_Activity_
Go through the records below and show every line with the string "eprintln".

_Data for this exercise_
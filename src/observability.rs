//! Logging and observability helpers.

pub mod sensitive;

pub use sensitive::Sensitive;

use std::fs;
use std::path::Path;
use std::time::{Duration, SystemTime};

use tracing_subscriber::fmt::format::FmtSpan;
use tracing_subscriber::fmt::writer::BoxMakeWriter;
use tracing_subscriber::EnvFilter;

use crate::config::LogConfig;

const LOG_FILE_PREFIX: &str = "quarry.log";

/// Installs the global subscriber. A second call is a no-op.
pub fn init_tracing(config: &LogConfig) {
    let writer = match &config.directory {
        Some(dir) => {
            let _ = fs::create_dir_all(dir);
            if let Err(e) = cleanup_old_logs(dir, config.retention_days) {
                eprintln!("Failed to clean up old logs: {}", e);
            }
            BoxMakeWriter::new(tracing_appender::rolling::daily(dir, LOG_FILE_PREFIX))
        }
        None => BoxMakeWriter::new(std::io::stderr),
    };
    let env_filter =
        EnvFilter::try_from_default_env().unwrap_or_else(|_| EnvFilter::new(&config.filter));
    let ansi = config.directory.is_none() && !config.json;

    let builder = tracing_subscriber::fmt()
        .with_env_filter(env_filter)
        .with_writer(writer)
        .with_ansi(ansi)
        .with_span_events(FmtSpan::CLOSE);

    let installed = if config.json {
        builder
            .json()
            .with_thread_ids(true)
            .with_file(true)
            .with_line_number(true)
            .with_current_span(true)
            .with_span_list(true)
            .try_init()
            .is_ok()
    } else {
        builder.with_target(true).try_init().is_ok()
    };

    if installed {
        tracing::info!(directory = ?config.directory, json = config.json, "Tracing initialized");
    }
}

/// Removes rolled log files older than the retention window.
pub fn cleanup_old_logs(log_dir: &Path, retention_days: u64) -> std::io::Result<usize> {
    let now = SystemTime::now();
    let retention = Duration::from_secs(retention_days * 24 * 60 * 60);
    let mut removed = 0;

    for entry in fs::read_dir(log_dir)? {
        let path = entry?.path();
        let is_log = path
            .file_name()
            .and_then(|name| name.to_str())
            .is_some_and(|name| name.starts_with(LOG_FILE_PREFIX));
        if !is_log {
            continue;
        }

        let age = fs::metadata(&path)
            .and_then(|m| m.modified())
            .ok()
            .and_then(|modified| now.duration_since(modified).ok());
        if age.is_some_and(|age| age > retention) {
            match fs::remove_file(&path) {
                Ok(()) => removed += 1,
                Err(e) => eprintln!("Failed to remove old log file {:?}: {}", path, e),
            }
        }
    }
    Ok(removed)
}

_Answer space_
                eprintln!("Failed to clean up old logs: {}", e);
                Err(e) => eprintln!("Failed to remove old log file {:?}: {}", path, e),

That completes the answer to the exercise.